= Beginning of Section =

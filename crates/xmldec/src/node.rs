//! Node tree model for parsed XML documents
//!
//! The tree is built once by [`crate::tree::TreeBuilder`] and is immutable
//! afterwards; decoders hold borrowed views into it.

use indexmap::IndexMap;

use crate::key::NodeKind;
use crate::scope::Scope;

/// An XML namespace, identified solely by its name.
#[derive(Clone, Debug, PartialEq, Eq, Hash)]
pub struct Namespace {
    /// The namespace's name, a URI-like string.
    pub name: String,
}

impl Namespace {
    /// Defines a namespace with the given name.
    pub fn new(name: impl Into<String>) -> Self {
        Self { name: name.into() }
    }
}

/// The type of a node: what kind of element or attribute it is, independent
/// of where it sits in the tree.
#[derive(Clone, Debug, PartialEq, Eq)]
pub struct NodeType {
    /// The type's namespace, or `None` if the type isn't assigned to any
    /// namespace.
    pub namespace: Option<Namespace>,
    /// The name of the type, localised to its namespace if applicable.
    pub local_name: String,
}

impl NodeType {
    pub fn new(namespace: Option<Namespace>, local_name: impl Into<String>) -> Self {
        Self {
            namespace,
            local_name: local_name.into(),
        }
    }
}

/// A node in an XML tree.
#[derive(Clone, Debug, PartialEq)]
pub enum Node {
    Element(Element),
    Attribute(Attribute),
    Text(Text),
}

impl Node {
    /// The node's type and coding kind, or `None` for text nodes.
    pub fn typed(&self) -> Option<(&NodeType, NodeKind)> {
        match self {
            Self::Element(element) => Some((&element.node_type, NodeKind::Element)),
            Self::Attribute(attribute) => Some((&attribute.node_type, NodeKind::Attribute)),
            Self::Text(_) => None,
        }
    }

    pub fn as_element(&self) -> Option<&Element> {
        match self {
            Self::Element(element) => Some(element),
            _ => None,
        }
    }

    pub fn as_attribute(&self) -> Option<&Attribute> {
        match self {
            Self::Attribute(attribute) => Some(attribute),
            _ => None,
        }
    }

    pub fn as_text(&self) -> Option<&Text> {
        match self {
            Self::Text(text) => Some(text),
            _ => None,
        }
    }
}

/// An element node.
#[derive(Clone, Debug, PartialEq)]
pub struct Element {
    pub node_type: NodeType,
    /// The element's children.
    ///
    /// Every attribute node, if any, precedes every non-attribute node.
    pub children: Vec<Node>,
}

impl Element {
    /// Creates an empty element of the given type.
    pub fn new(node_type: NodeType) -> Self {
        Self {
            node_type,
            children: Vec::new(),
        }
    }

    /// Creates an element from a start-element parse event.
    ///
    /// The raw attribute map is converted into attribute children, resolving
    /// prefixed names against the given scope.
    pub(crate) fn from_start_event(
        namespace: Option<String>,
        local_name: String,
        attributes: &IndexMap<String, String>,
        scope: &Scope,
    ) -> Self {
        Self {
            node_type: NodeType {
                namespace: namespace.map(Namespace::new),
                local_name,
            },
            children: attributes
                .iter()
                .map(|(name, value)| Node::Attribute(Attribute::from_raw(name, value, scope)))
                .collect(),
        }
    }

    /// Returns true iff the element has both a non-whitespace text child and
    /// an element child.
    ///
    /// Mixed content cannot be decoded as a primitive value; a keyed decode
    /// over a mixed element ignores the text entirely.
    pub fn has_mixed_content(&self) -> bool {
        let has_text = self
            .children
            .iter()
            .any(|child| matches!(child, Node::Text(text) if !text.string_value.trim().is_empty()));
        let has_elements = self
            .children
            .iter()
            .any(|child| matches!(child, Node::Element(_)));
        has_text && has_elements
    }

    /// The element children in document order, attributes and text excluded.
    pub fn child_elements(&self) -> impl Iterator<Item = &Element> {
        self.children.iter().filter_map(Node::as_element)
    }
}

/// An attribute node. Attributes have no children and do not nest.
#[derive(Clone, Debug, PartialEq)]
pub struct Attribute {
    pub node_type: NodeType,
    /// The raw attribute value.
    pub value: String,
}

impl Attribute {
    /// Creates an attribute node from an unprocessed attribute name.
    ///
    /// Two-part names (`prefix:local`) resolve the prefix against the scope;
    /// one-part names get no namespace. Per XML semantics an unprefixed
    /// attribute never consults the default namespace.
    pub(crate) fn from_raw(unprocessed_name: &str, value: &str, scope: &Scope) -> Self {
        let node_type = match unprocessed_name.split_once(':') {
            Some((prefix, local_name)) => NodeType {
                namespace: scope.namespace_for_prefix(prefix).cloned(),
                local_name: local_name.to_owned(),
            },
            None => NodeType {
                namespace: None,
                local_name: unprocessed_name.to_owned(),
            },
        };
        Self {
            node_type,
            value: value.to_owned(),
        }
    }
}

/// A text node.
#[derive(Clone, Debug, PartialEq)]
pub struct Text {
    /// The node's string value.
    ///
    /// Adjacent text and CDATA runs under one element are stored as separate
    /// nodes and concatenated at decode time.
    pub string_value: String,
}

impl Text {
    pub fn new(string_value: impl Into<String>) -> Self {
        Self {
            string_value: string_value.into(),
        }
    }
}

#[cfg(test)]
mod tests {
    use super::*;

    fn text(value: &str) -> Node {
        Node::Text(Text::new(value))
    }

    fn element(name: &str) -> Node {
        Node::Element(Element::new(NodeType::new(None, name)))
    }

    #[test]
    fn test_namespace_equality() {
        assert_eq!(Namespace::new("urn:a"), Namespace::new("urn:a"));
        assert_ne!(Namespace::new("urn:a"), Namespace::new("urn:b"));
    }

    #[test]
    fn test_mixed_content_requires_both() {
        let mut parent = Element::new(NodeType::new(None, "p"));
        assert!(!parent.has_mixed_content());

        parent.children.push(text("hello"));
        assert!(!parent.has_mixed_content());

        parent.children.push(element("child"));
        assert!(parent.has_mixed_content());
    }

    #[test]
    fn test_whitespace_text_is_not_mixed_content() {
        let mut parent = Element::new(NodeType::new(None, "p"));
        parent.children.push(text("\n  "));
        parent.children.push(element("child"));
        assert!(!parent.has_mixed_content());
    }

    #[test]
    fn test_attribute_name_splitting() {
        let mut scope = Scope::default();
        scope.begin_scope("c", Namespace::new("urn:contacts"));

        let prefixed = Attribute::from_raw("c:firstName", "Jake", &scope);
        assert_eq!(prefixed.node_type.local_name, "firstName");
        assert_eq!(
            prefixed.node_type.namespace,
            Some(Namespace::new("urn:contacts"))
        );

        let plain = Attribute::from_raw("firstName", "Jake", &scope);
        assert_eq!(plain.node_type.local_name, "firstName");
        assert_eq!(plain.node_type.namespace, None);
    }

    #[test]
    fn test_unbound_prefix_yields_no_namespace() {
        let scope = Scope::default();
        let attribute = Attribute::from_raw("x:name", "v", &scope);
        assert_eq!(attribute.node_type.namespace, None);
        assert_eq!(attribute.node_type.local_name, "name");
    }

    #[test]
    fn test_unprefixed_attribute_ignores_default_namespace() {
        let mut scope = Scope::default();
        scope.begin_default_scope(Namespace::new("urn:default"));
        let attribute = Attribute::from_raw("id", "1", &scope);
        assert_eq!(attribute.node_type.namespace, None);
    }
}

= End of Section =

What to work on: In full and without changes, give the data above once more.

Result for this exercise:
filename crates/xmldec/src/node.rs
//! Node tree model for parsed XML documents
//!
//! The tree is built once by [`crate::tree::TreeBuilder`] and is immutable
//! afterwards; decoders hold borrowed views into it.

use indexmap::IndexMap;

use crate::key::NodeKind;
use crate::scope::Scope;

/// An XML namespace, identified solely by its name.
#[derive(Clone, Debug, PartialEq, Eq, Hash)]
pub struct Namespace {
    /// The namespace's name, a URI-like string.
    pub name: String,
}

impl Namespace {
    /// Defines a namespace with the given name.
    pub fn new(name: impl Into<String>) -> Self {
        Self { name: name.into() }
    }
}

/// The type of a node: what kind of element or attribute it is, independent
/// of where it sits in the tree.
#[derive(Clone, Debug, PartialEq, Eq)]
pub struct NodeType {
    /// The type's namespace, or `None` if the type isn't assigned to any
    /// namespace.
    pub namespace: Option<Namespace>,
    /// The name of the type, localised to its namespace if applicable.
    pub local_name: String,
}

impl NodeType {
    pub fn new(namespace: Option<Namespace>, local_name: impl Into<String>) -> Self {
        Self {
            namespace,
            local_name: local_name.into(),
        }
    }
}

/// A node in an XML tree.
#[derive(Clone, Debug, PartialEq)]
pub enum Node {
    Element(Element),
    Attribute(Attribute),
    Text(Text),
}

impl Node {
    /// The node's type and coding kind, or `None` for text nodes.
    pub fn typed(&self) -> Option<(&NodeType, NodeKind)> {
        match self {
            Self::Element(element) => Some((&element.node_type, NodeKind::Element)),
            Self::Attribute(attribute) => Some((&attribute.node_type, NodeKind::Attribute)),
            Self::Text(_) => None,
        }
    }

    pub fn as_element(&self) -> Option<&Element> {
        match self {
            Self::Element(element) => Some(element),
            _ => None,
        }
    }

    pub fn as_attribute(&self) -> Option<&Attribute> {
        match self {
            Self::Attribute(attribute) => Some(attribute),
            _ => None,
        }
    }

    pub fn as_text(&self) -> Option<&Text> {
        match self {
            Self::Text(text) => Some(text),
            _ => None,
        }
    }
}

/// An element node.
#[derive(Clone, Debug, PartialEq)]
pub struct Element {
    pub node_type: NodeType,
    /// The element's children.
    ///
    /// Every attribute node, if any, precedes every non-attribute node.
    pub children: Vec<Node>,
}

impl Element {
    /// Creates an empty element of the given type.
    pub fn new(node_type: NodeType) -> Self {
        Self {
            node_type,
            children: Vec::new(),
        }
    }

    /// Creates an element from a start-element parse event.
    ///
    /// The raw attribute map is converted into attribute children, resolving
    /// prefixed names against the given scope.
    pub(crate) fn from_start_event(
        namespace: Option<String>,
        local_name: String,
        attributes: &IndexMap<String, String>,
        scope: &Scope,
    ) -> Self {
        Self {
            node_type: NodeType {
                namespace: namespace.map(Namespace::new),
                local_name,
            },
            children: attributes
                .iter()
                .map(|(name, value)| Node::Attribute(Attribute::from_raw(name, value, scope)))
                .collect(),
        }
    }

    /// Returns true iff the element has both a non-whitespace text child and
    /// an element child.
    ///
    /// Mixed content cannot be decoded as a primitive value; a keyed decode
    /// over a mixed element ignores the text entirely.
    pub fn has_mixed_content(&self) -> bool {
        let has_text = self
            .children
            .iter()
            .any(|child| matches!(child, Node::Text(text) if !text.string_value.trim().is_empty()));
        let has_elements = self
            .children
            .iter()
            .any(|child| matches!(child, Node::Element(_)));
        has_text && has_elements
    }

    /// The element children in document order, attributes and text excluded.
    pub fn child_elements(&self) -> impl Iterator<Item = &Element> {
        self.children.iter().filter_map(Node::as_element)
    }
}

/// An attribute node. Attributes have no children and do not nest.
#[derive(Clone, Debug, PartialEq)]
pub struct Attribute {
    pub node_type: NodeType,
    /// The raw attribute value.
    pub value: String,
}

impl Attribute {
    /// Creates an attribute node from an unprocessed attribute name.
    ///
    /// Two-part names (`prefix:local`) resolve the prefix against the scope;
    /// one-part names get no namespace. Per XML semantics an unprefixed
    /// attribute never consults the default namespace.
    pub(crate) fn from_raw(unprocessed_name: &str, value: &str, scope: &Scope) -> Self {
        let node_type = match unprocessed_name.split_once(':') {
            Some((prefix, local_name)) => NodeType {
                namespace: scope.namespace_for_prefix(prefix).cloned(),
                local_name: local_name.to_owned(),
            },
            None => NodeType {
                namespace: None,
                local_name: unprocessed_name.to_owned(),
            },
        };
        Self {
            node_type,
            value: value.to_owned(),
        }
    }
}

/// A text node.
#[derive(Clone, Debug, PartialEq)]
pub struct Text {
    /// The node's string value.
    ///
    /// Adjacent text and CDATA runs under one element are stored as separate
    /// nodes and concatenated at decode time.
    pub string_value: String,
}

impl Text {
    pub fn new(string_value: impl Into<String>) -> Self {
        Self {
            string_value: string_value.into(),
        }
    }
}

#[cfg(test)]
mod tests {
    use super::*;

    fn text(value: &str) -> Node {
        Node::Text(Text::new(value))
    }

    fn element(name: &str) -> Node {
        Node::Element(Element::new(NodeType::new(None, name)))
    }

    #[test]
    fn test_namespace_equality() {
        assert_eq!(Namespace::new("urn:a"), Namespace::new("urn:a"));
        assert_ne!(Namespace::new("urn:a"), Namespace::new("urn:b"));
    }

    #[test]
    fn test_mixed_content_requires_both() {
        let mut parent = Element::new(NodeType::new(None, "p"));
        assert!(!parent.has_mixed_content());

        parent.children.push(text("hello"));
        assert!(!parent.has_mixed_content());

        parent.children.push(element("child"));
        assert!(parent.has_mixed_content());
    }

    #[test]
    fn test_whitespace_text_is_not_mixed_content() {
        let mut parent = Element::new(NodeType::new(None, "p"));
        parent.children.push(text("\n  "));
        parent.children.push(element("child"));
        assert!(!parent.has_mixed_content());
    }

    #[test]
    fn test_attribute_name_splitting() {
        let mut scope = Scope::default();
        scope.begin_scope("c", Namespace::new("urn:contacts"));

        let prefixed = Attribute::from_raw("c:firstName", "Jake", &scope);
        assert_eq!(prefixed.node_type.local_name, "firstName");
        assert_eq!(
            prefixed.node_type.namespace,
            Some(Namespace::new("urn:contacts"))
        );

        let plain = Attribute::from_raw("firstName", "Jake", &scope);
        assert_eq!(plain.node_type.local_name, "firstName");
        assert_eq!(plain.node_type.namespace, None);
    }

    #[test]
    fn test_unbound_prefix_yields_no_namespace() {
        let scope = Scope::default();
        let attribute = Attribute::from_raw("x:name", "v", &scope);
        assert_eq!(attribute.node_type.namespace, None);
        assert_eq!(attribute.node_type.local_name, "name");
    }

    #[test]
    fn test_unprefixed_attribute_ignores_default_namespace() {
        let mut scope = Scope::default();
        scope.begin_default_scope(Namespace::new("urn:default"));
        let attribute = Attribute::from_raw("id", "1", &scope);
        assert_eq!(attribute.node_type.namespace, None);
    }
}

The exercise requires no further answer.